All England laughed, and in the third edition Wordsworth gave in and left the last half of the line blank, as it has been ever since. If the poem had been a translation from the Turkish and had begun,

A simple child, dear Ibrahim,

there would have been nothing unpoetical in it; but the “dear brother Jim,” which would seem natural enough at the beginning of a familiar letter, is felt to be ludicrously incongruous at the opening of a poem.

To express a profound emotion, the simpler the language and the less removed from the ordinary course of life the better. There is a very striking example of this in Webster’s tragedy of “The Duchess of Malfy.” The brother of the Duchess has procured her murder, and when he comes in and sees the body he merely says:

“Cover her face; mine eyes dazzle; she died young.”

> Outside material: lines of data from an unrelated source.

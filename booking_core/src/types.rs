//! Core domain types for the booking importer.
//!
//! This module defines:
//! - Remote entities (clients, providers, services) and their natural keys
//! - Input feed rows
//! - Per-row resolution and outcome types

use serde::de::DeserializeOwned;
use serde::{Deserialize, Deserializer, Serialize};
use std::fmt;

/// Remote-assigned identifier
pub type RemoteId = u64;

// ============================================================================
// Remote Entities
// ============================================================================

/// Entity collections fetched in full at the start of each run
#[derive(Clone, Copy, Debug, PartialEq, Eq, Hash, Serialize, Deserialize)]
#[serde(rename_all = "snake_case")]
pub enum EntityKind {
    Clients,
    Providers,
    Services,
}

impl EntityKind {
    /// Path segment below the admin API base
    pub fn path(&self) -> &'static str {
        match self {
            EntityKind::Clients => "clients",
            EntityKind::Providers => "providers",
            EntityKind::Services => "services",
        }
    }
}

impl fmt::Display for EntityKind {
    fn fmt(&self, f: &mut fmt::Formatter<'_>) -> fmt::Result {
        f.write_str(self.path())
    }
}

/// A record fetched from the scheduling service
pub trait RemoteEntity: DeserializeOwned + Clone + fmt::Debug {
    const KIND: EntityKind;

    fn id(&self) -> RemoteId;

    /// Field input rows are matched on; `None` when the record leaves it blank
    fn natural_key(&self) -> Option<&str>;
}

/// Treat an explicit `null` like a missing field
fn null_as_empty<'de, D: Deserializer<'de>>(deserializer: D) -> Result<String, D::Error> {
    Ok(Option::<String>::deserialize(deserializer)?.unwrap_or_default())
}

fn non_blank(key: &str) -> Option<&str> {
    Some(key).filter(|k| !k.trim().is_empty())
}

/// A client (customer) of the company
#[derive(Clone, Debug, PartialEq, Serialize, Deserialize)]
pub struct Client {
    pub id: RemoteId,
    #[serde(default, deserialize_with = "null_as_empty")]
    pub name: String,
    #[serde(default, deserialize_with = "null_as_empty")]
    pub email: String,
    #[serde(default)]
    pub phone: Option<String>,
}

impl RemoteEntity for Client {
    const KIND: EntityKind = EntityKind::Clients;

    fn id(&self) -> RemoteId {
        self.id
    }

    fn natural_key(&self) -> Option<&str> {
        non_blank(&self.email)
    }
}

/// A staff member bookings are made with
#[derive(Clone, Debug, PartialEq, Serialize, Deserialize)]
pub struct Provider {
    pub id: RemoteId,
    #[serde(default, deserialize_with = "null_as_empty")]
    pub name: String,
}

impl RemoteEntity for Provider {
    const KIND: EntityKind = EntityKind::Providers;

    fn id(&self) -> RemoteId {
        self.id
    }

    fn natural_key(&self) -> Option<&str> {
        non_blank(&self.name)
    }
}

/// A bookable service
#[derive(Clone, Debug, PartialEq, Serialize, Deserialize)]
pub struct Service {
    pub id: RemoteId,
    #[serde(default, deserialize_with = "null_as_empty")]
    pub name: String,
}

impl RemoteEntity for Service {
    const KIND: EntityKind = EntityKind::Services;

    fn id(&self) -> RemoteId {
        self.id
    }

    fn natural_key(&self) -> Option<&str> {
        non_blank(&self.name)
    }
}

/// Complete read of one entity collection
///
/// `items.len() == reported_total` holds for every snapshot returned by
/// [`crate::fetcher::fetch_all`].
#[derive(Clone, Debug)]
pub struct EntitySnapshot<T> {
    pub items: Vec<T>,
    pub reported_total: usize,
    pub pages_fetched: u32,
}

impl<T> EntitySnapshot<T> {
    pub fn len(&self) -> usize {
        self.items.len()
    }

    pub fn is_empty(&self) -> bool {
        self.items.is_empty()
    }
}

// ============================================================================
// Input Feed
// ============================================================================

/// One line of the booking feed
#[derive(Clone, Debug, PartialEq, Serialize, Deserialize)]
pub struct ImportRow {
    pub name: String,
    pub email: String,
    #[serde(default)]
    pub phone: Option<String>,
    pub service: String,
    pub provider: String,
    /// Start datetime, sent to the service verbatim
    pub start: String,
}

// ============================================================================
// Resolution and Outcomes
// ============================================================================

/// Where the client id of a resolved row came from
#[derive(Clone, Copy, Debug, PartialEq, Eq)]
pub enum ClientSource {
    Existing,
    Created,
}

/// A row whose names and email have all been mapped to remote ids
#[derive(Clone, Debug, PartialEq)]
pub struct ResolvedRow {
    pub service_id: RemoteId,
    pub provider_id: RemoteId,
    pub client_id: RemoteId,
    pub client_source: ClientSource,
    pub start: String,
}

/// Why a row was not attempted
#[derive(Clone, Debug, PartialEq, Eq)]
pub enum SkipReason {
    ServiceNotMatched(String),
    ProviderNotMatched(String),
}

impl fmt::Display for SkipReason {
    fn fmt(&self, f: &mut fmt::Formatter<'_>) -> fmt::Result {
        match self {
            SkipReason::ServiceNotMatched(name) => write!(f, "service not matched: {}", name),
            SkipReason::ProviderNotMatched(name) => write!(f, "provider not matched: {}", name),
        }
    }
}

/// Per-row failure raised while resolving a row
#[derive(Clone, Debug, PartialEq, Eq)]
pub enum RowError {
    Skipped(SkipReason),
    Failed(String),
}

impl From<SkipReason> for RowError {
    fn from(reason: SkipReason) -> Self {
        RowError::Skipped(reason)
    }
}

/// Terminal classification of one input row
#[derive(Clone, Debug, PartialEq, Eq)]
pub enum RowOutcome {
    Skipped(SkipReason),
    Created(RemoteId),
    Failed(String),
}

impl RowOutcome {
    pub fn is_created(&self) -> bool {
        matches!(self, RowOutcome::Created(_))
    }

    /// Human-readable reason for rows that did not produce a booking
    pub fn reason(&self) -> Option<String> {
        match self {
            RowOutcome::Skipped(reason) => Some(reason.to_string()),
            RowOutcome::Failed(reason) => Some(reason.clone()),
            RowOutcome::Created(_) => None,
        }
    }
}

impl From<RowError> for RowOutcome {
    fn from(err: RowError) -> Self {
        match err {
            RowError::Skipped(reason) => RowOutcome::Skipped(reason),
            RowError::Failed(reason) => RowOutcome::Failed(reason),
        }
    }
}

/// Parsed answer to a booking-creation request
#[derive(Clone, Debug, PartialEq, Eq)]
pub enum BookingResult {
    Success(RemoteId),
    Error(String),
}

impl From<BookingResult> for RowOutcome {
    fn from(result: BookingResult) -> Self {
        match result {
            BookingResult::Success(id) => RowOutcome::Created(id),
            BookingResult::Error(message) => RowOutcome::Failed(message),
        }
    }
}

/// Parsed answer to a client-creation request
#[derive(Clone, Debug, PartialEq, Eq)]
pub enum ClientResult {
    Created(RemoteId),
    Error(String),
}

Horror could not be better expressed than in these few words, and Webster has even taken care to break up the verse in such a way that a too entire consciousness of the metre may not thrust itself between us and the bare emotion he intends to convey.

In illustration, Mr. Lowell quoted from Shakspeare (“Henry V”), Marlowe, Chapman, Dunbar, Beaumont and Fletcher, Waller, Young, and Cawthorn.

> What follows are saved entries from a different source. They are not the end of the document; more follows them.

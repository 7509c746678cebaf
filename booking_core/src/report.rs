//! Run report and rejects file.
//!
//! Every input row ends up as exactly one [`RowRecord`]. Rows that did not
//! produce a booking can be written to a rejects CSV that keeps the input
//! columns, so the file can be corrected and fed straight back in.

use crate::{Error, ImportRow, Result, RowOutcome};
use chrono::{DateTime, Utc};
use fs2::FileExt;
use std::io::Write;
use std::path::Path;
use tempfile::NamedTempFile;
use uuid::Uuid;

/// Outcome of one input row
#[derive(Clone, Debug)]
pub struct RowRecord {
    /// 1-based position in the feed
    pub row_number: usize,
    pub row: ImportRow,
    pub outcome: RowOutcome,
}

/// Aggregated result of an import run
#[derive(Clone, Debug)]
pub struct ImportReport {
    pub run_id: Uuid,
    pub started_at: DateTime<Utc>,
    pub finished_at: DateTime<Utc>,
    pub records: Vec<RowRecord>,
    pub clients_created: usize,
}

impl ImportReport {
    pub fn new(run_id: Uuid) -> Self {
        let now = Utc::now();
        Self {
            run_id,
            started_at: now,
            finished_at: now,
            records: Vec::new(),
            clients_created: 0,
        }
    }

    pub fn processed(&self) -> usize {
        self.records.len()
    }

    pub fn created(&self) -> usize {
        self.count(|o| matches!(o, RowOutcome::Created(_)))
    }

    pub fn skipped(&self) -> usize {
        self.count(|o| matches!(o, RowOutcome::Skipped(_)))
    }

    pub fn failed(&self) -> usize {
        self.count(|o| matches!(o, RowOutcome::Failed(_)))
    }

    /// Rows that did not produce a booking
    pub fn rejected(&self) -> impl Iterator<Item = &RowRecord> {
        self.records.iter().filter(|r| !r.outcome.is_created())
    }

    fn count(&self, pred: impl Fn(&RowOutcome) -> bool) -> usize {
        self.records.iter().filter(|r| pred(&r.outcome)).count()
    }

    /// One-line summary for the operator
    pub fn summary(&self) -> String {
        format!(
            "{} rows processed: {} booked, {} skipped, {} failed, {} new clients ({}s)",
            self.processed(),
            self.created(),
            self.skipped(),
            self.failed(),
            self.clients_created,
            (self.finished_at - self.started_at).num_seconds()
        )
    }
}

const REJECT_COLUMNS: [&str; 8] = [
    "row", "name", "email", "phone", "service", "provider", "start", "reason",
];

/// A row in the rejects CSV
#[derive(Debug, serde::Serialize)]
struct RejectRow<'a> {
    row: usize,
    name: &'a str,
    email: &'a str,
    phone: Option<&'a str>,
    service: &'a str,
    provider: &'a str,
    start: &'a str,
    reason: String,
}

impl<'a> From<&'a RowRecord> for RejectRow<'a> {
    fn from(record: &'a RowRecord) -> Self {
        RejectRow {
            row: record.row_number,
            name: &record.row.name,
            email: &record.row.email,
            phone: record.row.phone.as_deref(),
            service: &record.row.service,
            provider: &record.row.provider,
            start: &record.row.start,
            reason: record.outcome.reason().unwrap_or_default(),
        }
    }
}

/// Write skipped and failed rows to `path`, replacing any previous file
///
/// Atomically writes by:
/// 1. Writing to a temp file in the same directory
/// 2. Syncing to disk
/// 3. Renaming over the target
///
/// Returns the number of rows written.
pub fn write_rejects(path: &Path, report: &ImportReport) -> Result<usize> {
    let parent = match path.parent() {
        Some(p) if !p.as_os_str().is_empty() => p,
        _ => Path::new("."),
    };
    std::fs::create_dir_all(parent)?;

    let temp = NamedTempFile::new_in(parent)?;
    temp.as_file().lock_exclusive()?;

    let mut count = 0;
    {
        // Header is written up front so an empty rejects file is still a valid feed
        let mut writer = csv::WriterBuilder::new()
            .has_headers(false)
            .from_writer(std::io::BufWriter::new(temp.as_file()));
        writer.write_record(REJECT_COLUMNS)?;
        for record in report.rejected() {
            writer.serialize(RejectRow::from(record))?;
            count += 1;
        }
        writer.flush()?;
        let mut inner = writer
            .into_inner()
            .map_err(|e| Error::Io(std::io::Error::new(std::io::ErrorKind::Other, e.to_string())))?;
        inner.flush()?;
    }

    temp.as_file().sync_all()?;
    temp.as_file().unlock()?;
    temp.persist(path).map_err(|e| Error::Io(e.error))?;

    tracing::info!("Wrote {} rejected rows to {:?}", count, path);
    Ok(count)
}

These men [the poets of the eighteenth century] were perfectly conscious of the fact that poetry is not produced under an ordinary condition of the mind, and accordingly, when they begin to grind their barrel-organs, they go through the ceremony of invoking the Muse, talk in the blandest way of divine rages and sacred flames, and one thing or another, and ask for holy fire to heat their little tea-urns with as coolly as one would borrow a lucifer. They appeal ceremoniously to the “sacred Nine,” when the only thing really necessary to them was the ability to count as high as the sacred ten syllables that constituted their verse. If the Muse had once granted their prayer, if she had once unveiled her awful front to the poor fellows, they would have hidden under their beds, every man John of them.

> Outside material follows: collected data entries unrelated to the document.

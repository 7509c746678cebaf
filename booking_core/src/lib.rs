#![forbid(unsafe_code)]

//! Core of the booksync booking importer.
//!
//! This crate provides:
//! - Domain types (remote entities, feed rows, row outcomes)
//! - Configuration and logging setup
//! - The scheduling service API seam and its HTTP session
//! - Paginated fetch, entity indices, row reconciliation and booking submission
//! - Import orchestration and the run report

pub mod types;
pub mod error;
pub mod config;
pub mod logging;
pub mod api;
pub mod session;
pub mod context;
pub mod fetcher;
pub mod index;
pub mod reconcile;
pub mod submit;
pub mod input;
pub mod report;
pub mod importer;

// Re-export commonly used types
pub use error::{Error, Result};
pub use types::*;
pub use config::Config;
pub use api::SchedulingApi;
pub use session::HttpSession;
pub use context::{with_run_context, RunContext};
pub use index::EntityIndex;
pub use input::read_rows;
pub use report::{write_rejects, ImportReport, RowRecord};
pub use importer::{plan_import, run_import, PlannedRow};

The eighteenth century produced some true poets, but almost all, even of them, were infected by the prevailing style. I cannot find any name that expresses it better than the “Dick Swiveller style.” As Dick always called wine the “rosy,” sleep the “balmy,” and so forth, so did these perfectly correct gentlemen always employ either a fluent epithet or a diffuse paraphrasis to express the commonest emotions or ideas. If they wished to say tea they would have done it thus:

Of China’s herb the infusion hot and mild.